* **TRY IT**: An acceptable answer repeats exactly the line with "parsed.validate(&self.columns)?;" and each line after it through the end of the entries, and includes nothing else.

* **EXCERPTED DATA**:
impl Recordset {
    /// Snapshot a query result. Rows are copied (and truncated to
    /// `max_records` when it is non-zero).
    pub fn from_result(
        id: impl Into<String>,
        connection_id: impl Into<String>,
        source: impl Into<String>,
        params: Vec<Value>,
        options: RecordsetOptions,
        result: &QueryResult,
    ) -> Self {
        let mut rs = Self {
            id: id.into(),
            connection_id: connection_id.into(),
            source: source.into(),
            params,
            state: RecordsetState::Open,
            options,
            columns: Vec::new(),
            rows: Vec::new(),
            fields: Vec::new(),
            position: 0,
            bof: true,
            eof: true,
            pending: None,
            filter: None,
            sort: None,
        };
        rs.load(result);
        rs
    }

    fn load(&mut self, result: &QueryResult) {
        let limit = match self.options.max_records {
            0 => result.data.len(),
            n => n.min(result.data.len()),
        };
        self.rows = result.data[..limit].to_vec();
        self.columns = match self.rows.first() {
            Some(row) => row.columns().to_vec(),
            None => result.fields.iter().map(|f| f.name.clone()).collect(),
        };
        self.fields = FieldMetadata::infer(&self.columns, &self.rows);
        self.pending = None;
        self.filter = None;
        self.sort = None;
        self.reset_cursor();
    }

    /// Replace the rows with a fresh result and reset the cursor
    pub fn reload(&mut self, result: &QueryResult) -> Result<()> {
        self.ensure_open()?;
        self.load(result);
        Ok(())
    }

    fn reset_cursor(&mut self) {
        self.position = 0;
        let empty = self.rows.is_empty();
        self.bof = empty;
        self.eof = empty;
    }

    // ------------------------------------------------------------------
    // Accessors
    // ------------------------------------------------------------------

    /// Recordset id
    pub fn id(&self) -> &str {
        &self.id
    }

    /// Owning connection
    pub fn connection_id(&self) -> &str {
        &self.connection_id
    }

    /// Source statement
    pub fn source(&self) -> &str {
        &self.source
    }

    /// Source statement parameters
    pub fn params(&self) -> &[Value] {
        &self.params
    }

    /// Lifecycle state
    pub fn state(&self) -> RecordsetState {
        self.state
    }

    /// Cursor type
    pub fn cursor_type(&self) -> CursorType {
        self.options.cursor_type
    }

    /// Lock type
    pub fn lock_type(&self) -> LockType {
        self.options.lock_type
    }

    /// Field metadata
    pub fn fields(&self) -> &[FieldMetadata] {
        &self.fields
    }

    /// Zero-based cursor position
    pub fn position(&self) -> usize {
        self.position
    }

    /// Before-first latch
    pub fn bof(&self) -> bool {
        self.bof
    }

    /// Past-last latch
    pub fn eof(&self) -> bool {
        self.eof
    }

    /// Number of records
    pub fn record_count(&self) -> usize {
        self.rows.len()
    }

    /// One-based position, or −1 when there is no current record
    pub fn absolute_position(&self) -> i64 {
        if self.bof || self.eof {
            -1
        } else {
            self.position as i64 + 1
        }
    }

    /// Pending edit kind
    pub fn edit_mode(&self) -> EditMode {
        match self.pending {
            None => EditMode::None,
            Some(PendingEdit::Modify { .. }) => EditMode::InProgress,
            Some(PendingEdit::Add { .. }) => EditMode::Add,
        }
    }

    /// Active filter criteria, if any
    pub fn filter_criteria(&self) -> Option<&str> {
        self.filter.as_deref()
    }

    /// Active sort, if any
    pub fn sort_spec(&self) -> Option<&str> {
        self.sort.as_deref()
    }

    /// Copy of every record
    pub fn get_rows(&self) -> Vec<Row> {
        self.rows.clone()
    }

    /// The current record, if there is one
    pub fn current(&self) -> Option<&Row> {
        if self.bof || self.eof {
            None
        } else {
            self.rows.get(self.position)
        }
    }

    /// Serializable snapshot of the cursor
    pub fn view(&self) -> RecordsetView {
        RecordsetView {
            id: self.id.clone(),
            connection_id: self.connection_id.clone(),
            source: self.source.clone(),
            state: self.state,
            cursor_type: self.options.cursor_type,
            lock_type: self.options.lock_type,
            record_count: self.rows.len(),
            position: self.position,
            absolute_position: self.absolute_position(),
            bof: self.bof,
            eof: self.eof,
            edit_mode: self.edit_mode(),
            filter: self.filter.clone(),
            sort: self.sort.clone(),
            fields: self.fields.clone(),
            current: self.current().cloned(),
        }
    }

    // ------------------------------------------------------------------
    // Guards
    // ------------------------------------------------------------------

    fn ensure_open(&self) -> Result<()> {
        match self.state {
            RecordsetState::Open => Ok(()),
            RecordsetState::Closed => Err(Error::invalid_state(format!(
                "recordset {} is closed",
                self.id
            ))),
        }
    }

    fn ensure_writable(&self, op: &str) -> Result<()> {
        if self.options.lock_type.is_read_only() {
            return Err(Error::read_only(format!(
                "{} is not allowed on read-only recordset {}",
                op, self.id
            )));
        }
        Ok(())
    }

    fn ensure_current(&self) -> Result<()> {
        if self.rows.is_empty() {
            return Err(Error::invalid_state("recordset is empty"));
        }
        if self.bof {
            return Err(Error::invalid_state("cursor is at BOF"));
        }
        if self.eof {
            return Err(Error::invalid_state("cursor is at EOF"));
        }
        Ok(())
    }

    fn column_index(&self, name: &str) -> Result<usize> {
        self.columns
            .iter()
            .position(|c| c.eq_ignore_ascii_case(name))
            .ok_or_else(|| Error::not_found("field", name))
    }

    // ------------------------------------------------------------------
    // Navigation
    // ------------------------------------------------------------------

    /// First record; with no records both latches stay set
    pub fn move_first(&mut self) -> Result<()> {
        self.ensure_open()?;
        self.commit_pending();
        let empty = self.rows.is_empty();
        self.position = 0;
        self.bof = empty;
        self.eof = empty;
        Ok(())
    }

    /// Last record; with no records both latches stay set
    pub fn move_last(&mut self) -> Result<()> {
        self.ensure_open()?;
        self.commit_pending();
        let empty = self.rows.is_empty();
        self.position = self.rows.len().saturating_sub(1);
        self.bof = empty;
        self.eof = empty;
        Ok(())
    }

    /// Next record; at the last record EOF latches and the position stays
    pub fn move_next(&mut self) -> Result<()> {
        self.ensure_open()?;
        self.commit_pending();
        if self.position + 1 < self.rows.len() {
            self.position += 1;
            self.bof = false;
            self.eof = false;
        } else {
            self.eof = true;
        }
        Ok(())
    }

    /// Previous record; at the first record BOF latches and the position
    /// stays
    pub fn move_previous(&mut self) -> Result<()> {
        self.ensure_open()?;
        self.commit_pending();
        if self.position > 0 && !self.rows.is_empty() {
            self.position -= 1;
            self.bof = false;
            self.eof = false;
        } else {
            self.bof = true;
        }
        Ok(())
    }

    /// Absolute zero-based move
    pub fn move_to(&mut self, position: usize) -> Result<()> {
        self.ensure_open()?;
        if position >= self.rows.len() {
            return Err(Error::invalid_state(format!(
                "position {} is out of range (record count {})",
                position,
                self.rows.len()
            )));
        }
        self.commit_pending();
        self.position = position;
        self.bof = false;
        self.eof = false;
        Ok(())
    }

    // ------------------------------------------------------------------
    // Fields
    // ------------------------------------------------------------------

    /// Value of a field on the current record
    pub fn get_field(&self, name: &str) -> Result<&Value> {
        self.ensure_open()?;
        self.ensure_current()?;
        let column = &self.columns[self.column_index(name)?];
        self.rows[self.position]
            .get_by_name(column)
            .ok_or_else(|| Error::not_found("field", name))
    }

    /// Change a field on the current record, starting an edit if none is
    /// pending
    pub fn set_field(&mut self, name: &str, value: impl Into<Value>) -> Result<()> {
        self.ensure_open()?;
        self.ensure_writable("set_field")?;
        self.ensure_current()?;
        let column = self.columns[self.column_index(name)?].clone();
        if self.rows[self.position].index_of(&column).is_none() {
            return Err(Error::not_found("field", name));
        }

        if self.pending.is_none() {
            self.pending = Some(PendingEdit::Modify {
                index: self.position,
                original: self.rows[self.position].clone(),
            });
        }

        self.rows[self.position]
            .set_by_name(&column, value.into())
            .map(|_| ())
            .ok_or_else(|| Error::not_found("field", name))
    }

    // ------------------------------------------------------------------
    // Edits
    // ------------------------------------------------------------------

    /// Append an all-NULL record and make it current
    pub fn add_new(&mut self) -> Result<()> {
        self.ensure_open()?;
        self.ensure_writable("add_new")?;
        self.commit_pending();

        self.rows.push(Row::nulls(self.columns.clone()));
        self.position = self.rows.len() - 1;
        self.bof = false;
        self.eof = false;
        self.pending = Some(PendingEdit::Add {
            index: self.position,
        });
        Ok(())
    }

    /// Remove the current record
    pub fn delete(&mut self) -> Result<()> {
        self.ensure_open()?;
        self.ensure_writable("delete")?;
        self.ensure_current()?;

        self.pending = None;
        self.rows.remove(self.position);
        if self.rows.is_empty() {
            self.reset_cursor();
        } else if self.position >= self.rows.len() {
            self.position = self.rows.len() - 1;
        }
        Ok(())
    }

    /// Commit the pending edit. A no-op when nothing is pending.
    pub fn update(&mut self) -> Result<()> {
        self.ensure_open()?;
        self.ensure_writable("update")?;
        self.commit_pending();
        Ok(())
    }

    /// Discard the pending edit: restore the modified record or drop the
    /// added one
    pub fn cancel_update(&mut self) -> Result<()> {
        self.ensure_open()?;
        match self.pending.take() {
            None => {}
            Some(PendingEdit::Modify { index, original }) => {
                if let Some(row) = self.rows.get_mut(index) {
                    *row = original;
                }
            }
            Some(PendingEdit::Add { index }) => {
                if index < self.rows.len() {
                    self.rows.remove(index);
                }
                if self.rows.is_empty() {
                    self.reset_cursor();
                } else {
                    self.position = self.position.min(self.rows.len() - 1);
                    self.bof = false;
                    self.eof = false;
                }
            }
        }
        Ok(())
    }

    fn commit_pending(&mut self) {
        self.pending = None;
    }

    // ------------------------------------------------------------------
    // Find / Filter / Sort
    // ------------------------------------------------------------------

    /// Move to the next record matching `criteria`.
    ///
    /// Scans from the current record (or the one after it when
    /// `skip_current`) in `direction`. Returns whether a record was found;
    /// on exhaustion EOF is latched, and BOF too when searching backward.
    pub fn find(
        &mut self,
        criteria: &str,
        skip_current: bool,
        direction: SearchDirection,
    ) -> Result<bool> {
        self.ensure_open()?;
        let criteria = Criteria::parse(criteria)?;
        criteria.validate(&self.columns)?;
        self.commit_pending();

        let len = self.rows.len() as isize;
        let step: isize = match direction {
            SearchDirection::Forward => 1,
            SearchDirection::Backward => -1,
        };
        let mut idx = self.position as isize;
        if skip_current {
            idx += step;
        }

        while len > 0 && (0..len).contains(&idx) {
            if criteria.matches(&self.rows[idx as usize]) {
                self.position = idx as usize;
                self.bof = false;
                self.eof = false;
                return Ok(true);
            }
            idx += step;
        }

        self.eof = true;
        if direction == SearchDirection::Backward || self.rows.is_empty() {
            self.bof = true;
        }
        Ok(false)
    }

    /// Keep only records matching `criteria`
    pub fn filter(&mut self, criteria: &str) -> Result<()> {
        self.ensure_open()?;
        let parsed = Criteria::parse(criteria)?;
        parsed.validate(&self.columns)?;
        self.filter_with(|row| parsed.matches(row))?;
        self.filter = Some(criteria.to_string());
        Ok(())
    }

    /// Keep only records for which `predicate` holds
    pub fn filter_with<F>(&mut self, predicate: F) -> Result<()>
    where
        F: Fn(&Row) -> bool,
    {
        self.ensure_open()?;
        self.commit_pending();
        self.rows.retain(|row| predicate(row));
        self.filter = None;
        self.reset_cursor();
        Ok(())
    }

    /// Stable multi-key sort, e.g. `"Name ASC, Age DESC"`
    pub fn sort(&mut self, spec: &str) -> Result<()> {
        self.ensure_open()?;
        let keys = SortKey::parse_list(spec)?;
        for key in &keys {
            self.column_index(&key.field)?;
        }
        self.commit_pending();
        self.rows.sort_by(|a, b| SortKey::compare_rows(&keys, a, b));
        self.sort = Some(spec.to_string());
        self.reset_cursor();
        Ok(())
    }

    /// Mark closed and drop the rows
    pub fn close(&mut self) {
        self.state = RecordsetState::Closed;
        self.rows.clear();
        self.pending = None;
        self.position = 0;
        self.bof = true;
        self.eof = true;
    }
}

* **TASK RESPONSE**:
        parsed.validate(&self.columns)?;
        self.filter_with(|row| parsed.matches(row))?;
        self.filter = Some(criteria.to_string());
        Ok(())
    }

    /// Keep only records for which `predicate` holds
    pub fn filter_with<F>(&mut self, predicate: F) -> Result<()>
    where
        F: Fn(&Row) -> bool,
    {
        self.ensure_open()?;
        self.commit_pending();
        self.rows.retain(|row| predicate(row));
        self.filter = None;
        self.reset_cursor();
        Ok(())
    }

    /// Stable multi-key sort, e.g. `"Name ASC, Age DESC"`
    pub fn sort(&mut self, spec: &str) -> Result<()> {
        self.ensure_open()?;
        let keys = SortKey::parse_list(spec)?;
        for key in &keys {
            self.column_index(&key.field)?;
        }
        self.commit_pending();
        self.rows.sort_by(|a, b| SortKey::compare_rows(&keys, a, b));
        self.sort = Some(spec.to_string());
        self.reset_cursor();
        Ok(())
    }

    /// Mark closed and drop the rows
    pub fn close(&mut self) {
        self.state = RecordsetState::Closed;
        self.rows.clear();
        self.pending = None;
        self.position = 0;
        self.bof = true;
        self.eof = true;
    }
}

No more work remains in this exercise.